## [Extracted records]
◆ ◆ ◆

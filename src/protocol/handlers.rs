//! Command handlers
//!
//! Dispatches parsed commands to the account table and the storage service
//! and turns their outcome into a reply.

use log::info;
use serde_json::json;
use std::io;
use tokio::io::{AsyncRead, AsyncReadExt};

use crate::auth::Caller;
use crate::client::{Client, SessionContext};
use crate::error::handlers::handle_error;
use crate::error::{AuthError, ProtocolError, ServerError, StorageError};
use crate::protocol::commands::{Command, CommandResult, CommandStatus, UploadManifest};
use crate::protocol::responses::{
    CLOSING, CREATED, LOGIN_SUCCESS, NO_CONTENT, OK, PASSWORD_REQUIRED, error_response,
    json_response, message_response,
};
use crate::storage::UploadFile;

type HandlerResult = Result<CommandResult, ServerError>;

/// Dispatches a received command to its handler.
///
/// `reader` is the command stream; `STOR` reads the announced file bytes
/// from it.
pub async fn handle_command<R>(
    client: &mut Client,
    command: Command,
    context: &SessionContext,
    reader: &mut R,
) -> CommandResult
where
    R: AsyncRead + Unpin,
{
    let outcome = match command {
        Command::USER(username) => handle_cmd_user(client, &username, context),
        Command::PASS(password) => handle_cmd_pass(client, &password, context),
        Command::LOGOUT => handle_cmd_logout(client),
        Command::QUIT => Ok(handle_cmd_quit(client)),
        Command::NOOP => Ok(success(message_response(OK, "OK"))),
        Command::STAT(path) => handle_cmd_stat(client, &path, context).await,
        Command::LIST(path) => handle_cmd_list(client, &path, context).await,
        Command::MKD(path) => handle_cmd_mkd(client, &path, context).await,
        Command::DELE(path) => handle_cmd_dele(client, &path, context).await,
        Command::MOVE { from, to } => handle_cmd_move(client, &from, &to, context).await,
        Command::FIND(query) => handle_cmd_find(client, &query, context).await,
        Command::STOR(manifest) => handle_cmd_stor(client, manifest, context, reader).await,
        Command::RETR(path) => handle_cmd_retr(client, &path, context).await,
    };

    outcome.unwrap_or_else(error_result)
}

/// Builds the reply for a failed command.
///
/// Oversized uploads and I/O failures close the connection since the
/// stream can no longer be trusted to be at a line boundary.
pub fn error_result(err: ServerError) -> CommandResult {
    handle_error(&err);
    let message = Some(error_response(&err));
    let status = match err {
        ServerError::Protocol(ProtocolError::PayloadTooLarge { .. }) | ServerError::Io(_) => {
            CommandStatus::CloseConnection
        }
        other => CommandStatus::Failure(other.to_string()),
    };
    CommandResult {
        status,
        message,
        payload: None,
    }
}

fn success(message: String) -> CommandResult {
    CommandResult {
        status: CommandStatus::Success,
        message: Some(message),
        payload: None,
    }
}

/// Handles the USER command: remembers the username until PASS arrives.
fn handle_cmd_user(client: &mut Client, username: &str, context: &SessionContext) -> HandlerResult {
    client.set_caller(Caller::anonymous());
    client.set_pending_user(None);

    context.accounts.validate_user(username)?;
    client.set_pending_user(Some(username.to_string()));
    Ok(success(message_response(
        PASSWORD_REQUIRED,
        &format!("Password required for {}", username),
    )))
}

/// Handles the PASS command: authenticates the pending user.
fn handle_cmd_pass(client: &mut Client, password: &str, context: &SessionContext) -> HandlerResult {
    let username = client
        .pending_user()
        .ok_or(AuthError::UsernameRequired)?
        .to_string();

    let principal = context.accounts.validate_password(&username, password)?;
    info!(
        "User {} (id {}) logged in, bucket {}",
        username,
        principal.user_id(),
        principal.bucket_name()
    );
    client.set_caller(Caller::authenticated(principal));
    Ok(success(message_response(LOGIN_SUCCESS, "Login successful")))
}

fn handle_cmd_logout(client: &mut Client) -> HandlerResult {
    if !client.is_logged_in() {
        return Err(StorageError::Unauthenticated.into());
    }
    client.logout();
    Ok(success(message_response(CLOSING, "Logout successful")))
}

fn handle_cmd_quit(client: &mut Client) -> CommandResult {
    client.logout();
    CommandResult {
        status: CommandStatus::CloseConnection,
        message: Some(message_response(CLOSING, "Goodbye")),
        payload: None,
    }
}

async fn handle_cmd_stat(client: &Client, path: &str, context: &SessionContext) -> HandlerResult {
    let descriptor = context.storage.resource_info(client.caller(), path).await?;
    Ok(success(json_response(OK, &descriptor)))
}

async fn handle_cmd_list(client: &Client, path: &str, context: &SessionContext) -> HandlerResult {
    let contents = context.storage.list_directory(client.caller(), path).await?;
    Ok(success(json_response(OK, &contents)))
}

async fn handle_cmd_mkd(client: &Client, path: &str, context: &SessionContext) -> HandlerResult {
    let descriptor = context.storage.create_directory(client.caller(), path).await?;
    Ok(success(json_response(CREATED, &descriptor)))
}

async fn handle_cmd_dele(client: &Client, path: &str, context: &SessionContext) -> HandlerResult {
    context.storage.remove(client.caller(), path).await?;
    Ok(success(json_response(NO_CONTENT, &json!({}))))
}

async fn handle_cmd_move(
    client: &Client,
    from: &str,
    to: &str,
    context: &SessionContext,
) -> HandlerResult {
    let descriptor = context.storage.move_resource(client.caller(), from, to).await?;
    Ok(success(json_response(OK, &descriptor)))
}

async fn handle_cmd_find(client: &Client, query: &str, context: &SessionContext) -> HandlerResult {
    let results = context.storage.search(client.caller(), query).await?;
    Ok(success(json_response(OK, &results)))
}

/// Handles the STOR command: reads every announced file from the stream,
/// then uploads them in order.
///
/// The announced sizes are checked against the upload limit as a whole
/// before any byte is read. A caller that is not logged in has the bodies
/// drained and discarded so the stream stays at a line boundary.
async fn handle_cmd_stor<R>(
    client: &Client,
    manifest: UploadManifest,
    context: &SessionContext,
    reader: &mut R,
) -> HandlerResult
where
    R: AsyncRead + Unpin,
{
    let limit = context.max_upload_size;
    let total = manifest.total_size();
    if total > limit {
        return Err(ProtocolError::PayloadTooLarge { size: total, limit }.into());
    }

    if !client.is_logged_in() {
        tokio::io::copy(&mut (&mut *reader).take(total), &mut tokio::io::sink()).await?;
        return Err(StorageError::Unauthenticated.into());
    }

    let mut files = Vec::with_capacity(manifest.files.len());
    for entry in manifest.files {
        let mut body = Vec::new();
        let read = (&mut *reader).take(entry.size).read_to_end(&mut body).await?;
        if (read as u64) < entry.size {
            return Err(io::Error::new(
                io::ErrorKind::UnexpectedEof,
                format!("{} ended after {} of {} bytes", entry.name, read, entry.size),
            )
            .into());
        }
        files.push(UploadFile::new(entry.name, body));
    }

    let uploaded = context
        .storage
        .upload(client.caller(), &manifest.directory, files)
        .await?;
    Ok(success(json_response(CREATED, &uploaded)))
}

/// Handles the RETR command: replies with the download metadata. The session
/// loop streams the body after the reply line.
async fn handle_cmd_retr(client: &Client, path: &str, context: &SessionContext) -> HandlerResult {
    let download = context.storage.download(client.caller(), path).await?;
    let header = json!({
        "fileName": download.file_name,
        "contentType": download.content_type,
        "contentDisposition": download.content_disposition(),
        "size": download.body.size,
    });
    Ok(CommandResult {
        status: CommandStatus::Success,
        message: Some(json_response(OK, &header)),
        payload: Some(download.body),
    })
}
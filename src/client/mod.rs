//! Client management
//!
//! Handles per-connection state and the session command loop.

pub mod handler;
pub mod session;
pub mod state;

pub use handler::{handle_client, serve};
pub use session::SessionContext;
pub use state::Client;
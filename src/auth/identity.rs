//! Caller identity
//!
//! The storage core never looks up "who is calling" on its own. Every
//! operation receives a [`Caller`] and resolves the bucket from it.

use crate::error::StorageError;

/// Principal name some identity providers report for unauthenticated callers
const ANONYMOUS_PRINCIPAL: &str = "anonymousUser";

/// An authenticated user
#[derive(Debug, Clone, PartialEq, Eq)]
pub struct Principal {
    username: String,
    user_id: u64,
}

impl Principal {
    pub fn new(username: impl Into<String>, user_id: u64) -> Self {
        Self {
            username: username.into(),
            user_id,
        }
    }

    pub fn username(&self) -> &str {
        &self.username
    }

    pub fn user_id(&self) -> u64 {
        self.user_id
    }

    /// Name of the bucket that belongs to this principal
    pub fn bucket_name(&self) -> String {
        bucket_name_for(&self.username, self.user_id)
    }
}

/// Identity of whoever issued a storage request
#[derive(Debug, Clone, Default, PartialEq, Eq)]
pub struct Caller {
    principal: Option<Principal>,
}

impl Caller {
    pub fn anonymous() -> Self {
        Self { principal: None }
    }

    pub fn authenticated(principal: Principal) -> Self {
        Self {
            principal: Some(principal),
        }
    }

    /// Returns the active principal, or `Unauthenticated` when there is none.
    pub fn principal(&self) -> Result<&Principal, StorageError> {
        match &self.principal {
            Some(p) if p.username() != ANONYMOUS_PRINCIPAL => Ok(p),
            _ => Err(StorageError::Unauthenticated),
        }
    }

    pub fn is_authenticated(&self) -> bool {
        self.principal().is_ok()
    }
}

/// Prefix used when nothing of the username survives sanitizing
const FALLBACK_BUCKET_PREFIX: &str = "user";

/// Derives a bucket name from a username and user id.
///
/// Lowercases the name, replaces every non-alphanumeric character with `-`
/// and appends the numeric id so that distinct users never collide. Runs of
/// `-` are collapsed and trimmed from both ends, which keeps the result a
/// legal S3 bucket name; a username with no ASCII alphanumerics maps to
/// `user-<id>`.
pub fn bucket_name_for(username: &str, user_id: u64) -> String {
    let mut sanitized = String::with_capacity(username.len());
    for c in username.chars() {
        if c.is_ascii_alphanumeric() {
            sanitized.push(c.to_ascii_lowercase());
        } else if !sanitized.is_empty() && !sanitized.ends_with('-') {
            sanitized.push('-');
        }
    }
    let sanitized = sanitized.trim_end_matches('-');

    if sanitized.is_empty() {
        format!("{}-{}", FALLBACK_BUCKET_PREFIX, user_id)
    } else {
        format!("{}-{}", sanitized, user_id)
    }
}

◆ ◆ ◆

## [What is being asked]
Read through the entries and count the lines where "StorageError" appears; respond with the number only.

## [Solution for this problem]
6